(Dataset entries)
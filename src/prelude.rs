//! Vitrine prelude.
//!
//! Convenience exports for common library consumers.

pub use crate::{
    catalog::{Action, ActionKind, Catalog, CatalogError, Outcome},
    categories::{Categories, Category},
    colors::{Color, ColorError, ColorSet, append_color, palette::Palette, toggle_color},
    dialogs::{
        AddDialog, DestroyDialog, DialogError, DialogKind, EditDialog, Selection, SubmitOutcome,
    },
    fixtures::{Fixture, FixtureError},
    listing::ListingError,
    pricing::{PriceError, format_price, parse_price},
    products::{Product, ProductFields, ProductUuid},
    store::{ProductStore, StoreError, add_product, replace_product},
    validation::{
        Field, FieldError, FieldErrors, ProductForm, ProductRules, Validator, validate,
    },
};
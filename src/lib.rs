//! Vitrine
//!
//! Vitrine is the editing core of a product catalog: form validation, an ordered in-memory
//! product store and the add, edit and destroy dialogs that mutate it.

pub mod catalog;
pub mod categories;
pub mod colors;
pub mod dialogs;
pub mod fixtures;
pub mod listing;
pub mod prelude;
pub mod pricing;
pub mod products;
pub mod store;
pub mod uuids;
pub mod validation;
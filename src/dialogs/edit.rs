//! Edit product dialog
//!
//! The dialog keeps a single pending color set, seeded from the selected
//! product. Picking a palette color (append) and clicking a chip (toggle) both
//! write to it, in the order they happen, and a commit stores exactly that set.

use tracing::{debug, error, info, warn};

use crate::{
    colors::{Color, ColorSet, palette::Palette},
    dialogs::{DialogError, DialogKind, DialogState, Selection, SubmitOutcome, toggle_pending},
    store::ProductStore,
    validation::{FieldErrors, ProductForm, Validator},
};

/// State of an open edit dialog.
#[derive(Debug, Clone, PartialEq, Eq)]
pub struct EditSession {
    selection: Selection,
    colors: ColorSet,
    errors: Option<FieldErrors>,
}

impl EditSession {
    /// The product being edited.
    pub fn selection(&self) -> &Selection {
        &self.selection
    }

    /// Colors the product will have once committed.
    pub fn colors(&self) -> &ColorSet {
        &self.colors
    }

    /// Initial form values, taken from the selected product.
    pub fn form(&self) -> ProductForm {
        self.selection.product().to_form()
    }

    /// Errors from the last rejected submit.
    pub fn errors(&self) -> Option<&FieldErrors> {
        self.errors.as_ref()
    }
}

/// Controller for the "edit product" dialog.
#[derive(Debug, Clone, Default)]
pub struct EditDialog {
    state: DialogState<EditSession>,
}

impl EditDialog {
    /// Create a closed dialog.
    pub fn new() -> Self {
        Self::default()
    }

    /// Select the product at `index` and open the dialog on it.
    ///
    /// # Errors
    ///
    /// - [`DialogError::AlreadyOpen`]: the dialog is already open.
    /// - [`DialogError::Store`]: `index` is not a valid position.
    pub fn open(&mut self, store: &ProductStore, index: usize) -> Result<&EditSession, DialogError> {
        if self.state.is_open() {
            return Err(DialogError::AlreadyOpen(DialogKind::Edit));
        }

        let selection = Selection::from_store(store, index)?;
        let colors = selection.product().colors().clone();

        self.state.begin(
            DialogKind::Edit,
            EditSession {
                selection,
                colors,
                errors: None,
            },
        )
    }

    /// Whether the dialog is open.
    pub fn is_open(&self) -> bool {
        self.state.is_open()
    }

    /// The live session, if open.
    pub fn session(&self) -> Option<&EditSession> {
        self.state.session()
    }

    /// Toggle a color in the pending set.
    ///
    /// Returns `true` if the color is selected afterwards.
    ///
    /// # Errors
    ///
    /// - [`DialogError::NotOpen`]: the dialog is closed.
    /// - [`DialogError::UnknownColor`]: the color is neither in the palette
    ///   nor currently pending.
    pub fn toggle_color(&mut self, palette: &Palette, color: Color) -> Result<bool, DialogError> {
        let session = self.state.session_mut(DialogKind::Edit)?;

        toggle_pending(palette, &mut session.colors, color)
    }

    /// Add a palette color to the pending set; a no-op if already present.
    ///
    /// Returns `true` if the set changed.
    ///
    /// # Errors
    ///
    /// - [`DialogError::NotOpen`]: the dialog is closed.
    /// - [`DialogError::UnknownColor`]: the color is not in the palette.
    pub fn append_color(&mut self, palette: &Palette, color: Color) -> Result<bool, DialogError> {
        let session = self.state.session_mut(DialogKind::Edit)?;

        if !palette.contains(&color) {
            return Err(DialogError::UnknownColor(color));
        }

        let appended = session.colors.append(color.clone());

        debug!(%color, appended, "color appended");

        Ok(appended)
    }

    /// Validate `form` and, if it passes, replace the selected product with
    /// the submitted fields and the pending colors, then close the dialog.
    ///
    /// A rejected form leaves the dialog open. If the store no longer holds
    /// the selected product at the selected position the session is discarded
    /// and nothing is written.
    ///
    /// # Errors
    ///
    /// - [`DialogError::NotOpen`]: the dialog is closed.
    /// - [`DialogError::StaleSelection`]: the selection no longer matches the store.
    /// - [`DialogError::Store`]: the replace itself failed.
    pub fn submit(
        &mut self,
        validator: &Validator,
        store: &mut ProductStore,
        form: &ProductForm,
    ) -> Result<SubmitOutcome, DialogError> {
        let session = self.state.session_mut(DialogKind::Edit)?;

        let fields = match validator.validate(form) {
            Ok(fields) => fields,
            Err(errors) => {
                warn!(%errors, "edit product rejected");

                session.errors = Some(errors.clone());

                return Ok(SubmitOutcome::Rejected(errors));
            }
        };

        if let Err(err) = session.selection.check(store) {
            error!(%err, "edit selection out of sync with the store");

            self.state.close();

            return Err(err);
        }

        let index = session.selection.index();
        let colors = std::mem::take(&mut session.colors);

        let product = store.replace(index, fields, colors);

        self.state.close();

        let product = product?;

        info!(index, id = %product.id(), "edit dialog committed");

        Ok(SubmitOutcome::Committed(product))
    }

    /// Close without committing, discarding pending colors and the selection.
    ///
    /// Returns `true` if the dialog was open.
    pub fn cancel(&mut self) -> bool {
        self.state.close().is_some()
    }

    /// Discard the session if its selection sits at `index` or later, which
    /// is every selection a removal at `index` invalidates.
    ///
    /// Returns `true` if the session was discarded.
    pub fn invalidate_from(&mut self, index: usize) -> bool {
        let stale = self
            .state
            .session()
            .is_some_and(|session| session.selection.index() >= index);

        if stale {
            warn!(index, "edit selection invalidated by removal");

            self.state.close();
        }

        stale
    }
}
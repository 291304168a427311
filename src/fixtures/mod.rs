//! Fixtures
//!
//! YAML seed catalogs, validation rules and action scripts.

use std::{
    fs,
    path::{Path, PathBuf},
};

use thiserror::Error;
use tracing::debug;

use crate::{
    catalog::Action,
    colors::ColorError,
    fixtures::{products::ProductsFixture, scripts::ScriptFixture},
    store::{ProductStore, StoreError},
    validation::{FieldErrors, ProductForm, ProductRules, Validator},
};

pub mod products;
pub mod scripts;

/// Fixture Parsing Errors
#[derive(Debug, Error)]
pub enum FixtureError {
    /// IO error reading fixture files
    #[error("Failed to read fixture file: {0}")]
    Io(#[from] std::io::Error),

    /// YAML parsing error
    #[error("Failed to parse YAML: {0}")]
    Yaml(#[from] serde_norway::Error),

    /// Invalid color value
    #[error(transparent)]
    Color(#[from] ColorError),

    /// A seeded product fails validation
    #[error("Product {index} is invalid: {errors}")]
    InvalidProduct {
        /// Position of the product in the fixture
        index: usize,

        /// Rejected fields
        errors: FieldErrors,
    },

    /// Store seeding error
    #[error("Failed to seed store: {0}")]
    Store(#[from] StoreError),
}

/// Fixture loader rooted at a base directory.
///
/// Names resolve to `<base>/products/<name>.yml`, `<base>/rules/<name>.yml`
/// and `<base>/scripts/<name>.yml`.
#[derive(Debug, Clone)]
pub struct Fixture {
    /// Base path for fixture files
    base_path: PathBuf,
}

impl Default for Fixture {
    fn default() -> Self {
        Self::new()
    }
}

impl Fixture {
    /// Create a loader with the default base path
    pub fn new() -> Self {
        Self::with_base_path("./fixtures")
    }

    /// Create a loader with a custom base path
    pub fn with_base_path(base_path: impl Into<PathBuf>) -> Self {
        Self {
            base_path: base_path.into(),
        }
    }

    /// Load a named product catalog into a store.
    ///
    /// # Errors
    ///
    /// Returns an error if the file cannot be read or parsed, or any product is invalid.
    pub fn load_store(&self, name: &str, validator: &Validator) -> Result<ProductStore, FixtureError> {
        read_store(self.path("products", name), validator)
    }

    /// Load named validation rules.
    ///
    /// # Errors
    ///
    /// Returns an error if the file cannot be read or parsed.
    pub fn load_rules(&self, name: &str) -> Result<ProductRules, FixtureError> {
        read_rules(self.path("rules", name))
    }

    /// Load a named action script.
    ///
    /// # Errors
    ///
    /// Returns an error if the file cannot be read or parsed.
    pub fn load_script(&self, name: &str) -> Result<Vec<Action>, FixtureError> {
        read_script(self.path("scripts", name))
    }

    fn path(&self, kind: &str, name: &str) -> PathBuf {
        self.base_path.join(kind).join(format!("{name}.yml"))
    }
}

/// Read a product catalog file into a store.
///
/// # Errors
///
/// Returns an error if the file cannot be read or parsed, or any product is invalid.
pub fn read_store(path: impl AsRef<Path>, validator: &Validator) -> Result<ProductStore, FixtureError> {
    let path = path.as_ref();

    debug!(path = %path.display(), "loading products");

    parse_store(&fs::read_to_string(path)?, validator)
}

/// Parse a product catalog from YAML. Every product is validated; the first
/// invalid one fails the whole load.
///
/// # Errors
///
/// Returns an error if the YAML is malformed or any product is invalid.
pub fn parse_store(contents: &str, validator: &Validator) -> Result<ProductStore, FixtureError> {
    let fixture: ProductsFixture = serde_norway::from_str(contents)?;

    let products = fixture
        .products
        .into_iter()
        .enumerate()
        .map(|(index, product)| product.try_into_product(index, validator))
        .collect::<Result<Vec<_>, _>>()?;

    Ok(ProductStore::with_products(products)?)
}

/// Read validation rules from a YAML file. Missing keys keep their defaults.
///
/// # Errors
///
/// Returns an error if the file cannot be read or parsed.
pub fn read_rules(path: impl AsRef<Path>) -> Result<ProductRules, FixtureError> {
    let path = path.as_ref();

    debug!(path = %path.display(), "loading rules");

    Ok(serde_norway::from_str(&fs::read_to_string(path)?)?)
}

/// Read a single product form from a YAML file.
///
/// # Errors
///
/// Returns an error if the file cannot be read or parsed.
pub fn read_form(path: impl AsRef<Path>) -> Result<ProductForm, FixtureError> {
    let path = path.as_ref();

    debug!(path = %path.display(), "loading form");

    Ok(serde_norway::from_str(&fs::read_to_string(path)?)?)
}

/// Read an action script from a YAML file.
///
/// # Errors
///
/// Returns an error if the file cannot be read or parsed.
pub fn read_script(path: impl AsRef<Path>) -> Result<Vec<Action>, FixtureError> {
    let path = path.as_ref();

    debug!(path = %path.display(), "loading script");

    parse_script(&fs::read_to_string(path)?)
}

/// Parse an action script from YAML.
///
/// # Errors
///
/// Returns an error if the YAML is malformed.
pub fn parse_script(contents: &str) -> Result<Vec<Action>, FixtureError> {
    let fixture: ScriptFixture = serde_norway::from_str(contents)?;

    Ok(fixture.actions)
}
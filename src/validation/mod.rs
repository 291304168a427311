//! Validation
//!
//! Pure checks over raw form input. Every field is checked independently so a
//! rejected form reports all of its problems at once.

use rust_decimal::Decimal;
use serde::{Deserialize, Deserializer, Serialize};
use url::Url;

use crate::{
    categories::{Categories, Category},
    pricing::{PriceError, parse_price},
    products::ProductFields,
};

pub mod errors;

pub use errors::{Field, FieldError, FieldErrors};

/// Raw values as typed into the product form.
#[derive(Debug, Clone, Default, PartialEq, Eq, Serialize, Deserialize)]
#[serde(default)]
pub struct ProductForm {
    /// Title
    pub title: String,

    /// Description
    pub description: String,

    /// Price, as typed
    #[serde(deserialize_with = "price_text")]
    pub price: String,

    /// Image URL
    #[serde(rename = "imgURL", alias = "img_url")]
    pub img_url: String,

    /// Category name
    pub category: String,
}

/// Accept prices written as YAML numbers as well as strings.
fn price_text<'de, D>(deserializer: D) -> Result<String, D::Error>
where
    D: Deserializer<'de>,
{
    #[derive(Deserialize)]
    #[serde(untagged)]
    enum PriceText {
        Text(String),
        Integer(i64),
        Float(f64),
    }

    Ok(match PriceText::deserialize(deserializer)? {
        PriceText::Text(text) => text,
        PriceText::Integer(value) => value.to_string(),
        PriceText::Float(value) => value.to_string(),
    })
}

/// Limits applied to product forms.
#[derive(Debug, Clone, PartialEq, Eq, Deserialize)]
#[serde(default)]
pub struct ProductRules {
    /// Minimum title length, in characters
    pub title_min_len: usize,

    /// Minimum description length, in characters
    pub description_min_len: usize,

    /// Lowest accepted price
    pub min_price: Decimal,

    /// Accepted categories
    pub categories: Categories,
}

impl Default for ProductRules {
    fn default() -> Self {
        Self {
            title_min_len: 15,
            description_min_len: 20,
            min_price: Decimal::new(50, 0),
            categories: Categories::default(),
        }
    }
}

/// Product form validator.
#[derive(Debug, Clone, Default)]
pub struct Validator {
    rules: ProductRules,
}

impl Validator {
    /// Create a validator with the given rules.
    pub fn new(rules: ProductRules) -> Self {
        Self { rules }
    }

    /// The rules this validator applies.
    pub fn rules(&self) -> &ProductRules {
        &self.rules
    }

    /// Check a submitted form.
    ///
    /// Fields are passed through untouched; only the price is converted to a
    /// decimal. The category must match a configured name exactly.
    ///
    /// # Errors
    ///
    /// Returns [`FieldErrors`] with one entry per rejected field.
    pub fn validate(&self, form: &ProductForm) -> Result<ProductFields, FieldErrors> {
        let mut errors = FieldErrors::default();

        let title = check_text(&form.title, self.rules.title_min_len);
        let description = check_text(&form.description, self.rules.description_min_len);
        let price = self.check_price(&form.price);
        let img_url = check_url(&form.img_url);
        let category = self.check_category(&form.category);

        if let Err(error) = &title {
            errors.push(Field::Title, error.clone());
        }

        if let Err(error) = &description {
            errors.push(Field::Description, error.clone());
        }

        if let Err(error) = &price {
            errors.push(Field::Price, error.clone());
        }

        if let Err(error) = &img_url {
            errors.push(Field::ImgUrl, error.clone());
        }

        if let Err(error) = &category {
            errors.push(Field::Category, error.clone());
        }

        match (title, description, price, img_url, category) {
            (Ok(()), Ok(()), Ok(price), Ok(()), Ok(category)) => Ok(ProductFields {
                title: form.title.clone(),
                description: form.description.clone(),
                price,
                img_url: form.img_url.clone(),
                category,
            }),
            _ => Err(errors),
        }
    }

    fn check_price(&self, value: &str) -> Result<Decimal, FieldError> {
        let price = parse_price(value).map_err(|error| match error {
            PriceError::Empty => FieldError::Required,
            PriceError::NotNumeric(_) => FieldError::NotNumeric,
        })?;

        if price < self.rules.min_price {
            return Err(FieldError::BelowMinimum {
                min: self.rules.min_price,
            });
        }

        Ok(price)
    }

    fn check_category(&self, value: &str) -> Result<Category, FieldError> {
        if value.trim().is_empty() {
            return Err(FieldError::Required);
        }

        self.rules
            .categories
            .resolve(value)
            .ok_or_else(|| FieldError::UnknownCategory {
                value: value.to_string(),
            })
    }
}

fn check_text(value: &str, min: usize) -> Result<(), FieldError> {
    if value.trim().is_empty() {
        return Err(FieldError::Required);
    }

    let actual = value.chars().count();

    if actual < min {
        return Err(FieldError::TooShort { min, actual });
    }

    Ok(())
}

fn check_url(value: &str) -> Result<(), FieldError> {
    if value.trim().is_empty() {
        return Err(FieldError::Required);
    }

    Url::parse(value)
        .map(|_url| ())
        .map_err(|error| FieldError::InvalidUrl(error.to_string()))
}

/// Validate a form against the default rules.
///
/// # Errors
///
/// Returns [`FieldErrors`] with one entry per rejected field.
pub fn validate(form: &ProductForm) -> Result<ProductFields, FieldErrors> {
    Validator::default().validate(form)
}
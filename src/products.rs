//! Products

use rust_decimal::Decimal;

use crate::{
    categories::Category, colors::ColorSet, uuids::TypedUuid, validation::ProductForm,
};

/// Product UUID
pub type ProductUuid = TypedUuid<Product>;

/// Form fields that passed validation.
///
/// Only the validator can build one, so holding a `ProductFields` proves the
/// values satisfy every product rule.
#[derive(Debug, Clone, PartialEq, Eq)]
pub struct ProductFields {
    pub(crate) title: String,
    pub(crate) description: String,
    pub(crate) price: Decimal,
    pub(crate) img_url: String,
    pub(crate) category: Category,
}

impl ProductFields {
    /// Product title
    pub fn title(&self) -> &str {
        &self.title
    }

    /// Product description
    pub fn description(&self) -> &str {
        &self.description
    }

    /// Product price
    pub fn price(&self) -> Decimal {
        self.price
    }

    /// Product image URL, exactly as entered.
    pub fn img_url(&self) -> &str {
        &self.img_url
    }

    /// Product category
    pub fn category(&self) -> &Category {
        &self.category
    }
}

/// Product
#[derive(Debug, Clone, PartialEq, Eq)]
pub struct Product {
    id: ProductUuid,
    fields: ProductFields,
    colors: ColorSet,
}

impl Product {
    pub(crate) fn new(id: ProductUuid, fields: ProductFields, colors: ColorSet) -> Self {
        Self { id, fields, colors }
    }

    /// Product id
    pub fn id(&self) -> ProductUuid {
        self.id
    }

    /// Validated fields
    pub fn fields(&self) -> &ProductFields {
        &self.fields
    }

    /// Product title
    pub fn title(&self) -> &str {
        self.fields.title()
    }

    /// Product description
    pub fn description(&self) -> &str {
        self.fields.description()
    }

    /// Product price
    pub fn price(&self) -> Decimal {
        self.fields.price()
    }

    /// Product image URL
    pub fn img_url(&self) -> &str {
        self.fields.img_url()
    }

    /// Product category
    pub fn category(&self) -> &Category {
        self.fields.category()
    }

    /// Color tags
    pub fn colors(&self) -> &ColorSet {
        &self.colors
    }

    /// The product's values as form input, used to pre-fill the edit form.
    pub fn to_form(&self) -> ProductForm {
        ProductForm {
            title: self.fields.title.clone(),
            description: self.fields.description.clone(),
            price: self.fields.price.to_string(),
            img_url: self.fields.img_url.clone(),
            category: self.fields.category.to_string(),
        }
    }
}
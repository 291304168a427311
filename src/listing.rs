//! Listing
//!
//! Terminal tables for the store, the palette and rejected forms.

use std::io;

use tabled::{
    builder::Builder,
    settings::{
        Alignment, Style,
        object::{Columns, Rows},
    },
};
use thiserror::Error;

use crate::{
    colors::palette::Palette,
    pricing::format_price,
    store::ProductStore,
    validation::FieldErrors,
};

/// Errors that can occur when writing a listing.
#[derive(Debug, Error)]
pub enum ListingError {
    /// Error writing to the output.
    #[error("Failed to write listing")]
    IO,
}

/// Write the store as a table, in display order.
///
/// # Errors
///
/// Returns [`ListingError::IO`] if the output cannot be written.
pub fn write_products(mut out: impl io::Write, store: &ProductStore) -> Result<(), ListingError> {
    if store.is_empty() {
        return writeln!(out, "No products").map_err(|_err| ListingError::IO);
    }

    let mut builder = Builder::default();

    builder.push_record(["#", "Title", "Category", "Price", "Colors", "Id"]);

    for (index, product) in store.iter().enumerate() {
        builder.push_record([
            index.to_string(),
            product.title().to_string(),
            product.category().to_string(),
            format_price(product.price()),
            product.colors().to_strs().join(" "),
            product.id().to_string(),
        ]);
    }

    let mut table = builder.build();

    table.with(Style::modern_rounded());
    table.modify(Columns::new(3..4), Alignment::right());

    writeln!(out, "{table}").map_err(|_err| ListingError::IO)
}

/// Write each rejected field with its message.
///
/// # Errors
///
/// Returns [`ListingError::IO`] if the output cannot be written.
pub fn write_field_errors(mut out: impl io::Write, errors: &FieldErrors) -> Result<(), ListingError> {
    let mut builder = Builder::default();

    builder.push_record(["Field", "Error"]);

    for (field, error) in errors.iter() {
        builder.push_record([field.to_string(), error.to_string()]);
    }

    let mut table = builder.build();

    table.with(Style::modern_rounded());
    table.modify(Rows::first(), Alignment::center());

    writeln!(out, "{table}").map_err(|_err| ListingError::IO)
}

/// Write the palette, one color per row.
///
/// # Errors
///
/// Returns [`ListingError::IO`] if the output cannot be written.
pub fn write_palette(mut out: impl io::Write, palette: &Palette) -> Result<(), ListingError> {
    let mut builder = Builder::default();

    builder.push_record(["#", "Color"]);

    for (index, color) in palette.iter().enumerate() {
        builder.push_record([index.to_string(), color.to_string()]);
    }

    let mut table = builder.build();

    table.with(Style::modern_rounded());

    writeln!(out, "{table}").map_err(|_err| ListingError::IO)
}

#[cfg(test)]
mod tests {
    use testresult::TestResult;

    use crate::{
        colors::ColorSet,
        store::tests::fields_titled,
        validation::{ProductForm, tests::valid_form, validate},
    };

    use super::*;

    #[test]
    fn write_products_lists_every_product() -> TestResult {
        let mut store = ProductStore::new();

        store.add(fields_titled("Second product title"), ColorSet::new());
        store.add(
            fields_titled("First product title"),
            ColorSet::from_strs(&["#000"])?,
        );

        let mut out = Vec::new();
        write_products(&mut out, &store)?;
        let output = String::from_utf8(out)?;

        assert!(output.contains("First product title"));
        assert!(output.contains("Second product title"));
        assert!(output.contains("#000000"));
        assert!(output.contains("Clothes"));

        let first = output.find("First product title").ok_or("missing first")?;
        let second = output.find("Second product title").ok_or("missing second")?;
        assert!(first < second);

        Ok(())
    }

    #[test]
    fn write_products_reports_empty_store() -> TestResult {
        let mut out = Vec::new();

        write_products(&mut out, &ProductStore::new())?;

        assert_eq!(String::from_utf8(out)?, "No products\n");

        Ok(())
    }

    #[test]
    fn write_field_errors_names_each_field() -> TestResult {
        let form = ProductForm {
            price: "ten".to_string(),
            img_url: String::new(),
            ..valid_form()
        };
        let errors = validate(&form).err().ok_or("form should be rejected")?;

        let mut out = Vec::new();
        write_field_errors(&mut out, &errors)?;
        let output = String::from_utf8(out)?;

        assert!(output.contains("price"));
        assert!(output.contains("imgURL"));
        assert!(!output.contains("title"));

        Ok(())
    }

    #[test]
    fn write_palette_lists_every_color() -> TestResult {
        let palette = Palette::default();

        let mut out = Vec::new();
        write_palette(&mut out, &palette)?;
        let output = String::from_utf8(out)?;

        for color in palette.iter() {
            assert!(output.contains(color.as_str()));
        }

        Ok(())
    }
}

▶ **DIRECTIONS FOR THIS TASK**: Each line of the data that holds "pricing" should be copied.

▶ **OUTPUT OF THE TASK**:
    pricing::{PriceError, format_price, parse_price},
pub mod pricing;
    pricing::{PriceError, parse_price},
    pricing::format_price,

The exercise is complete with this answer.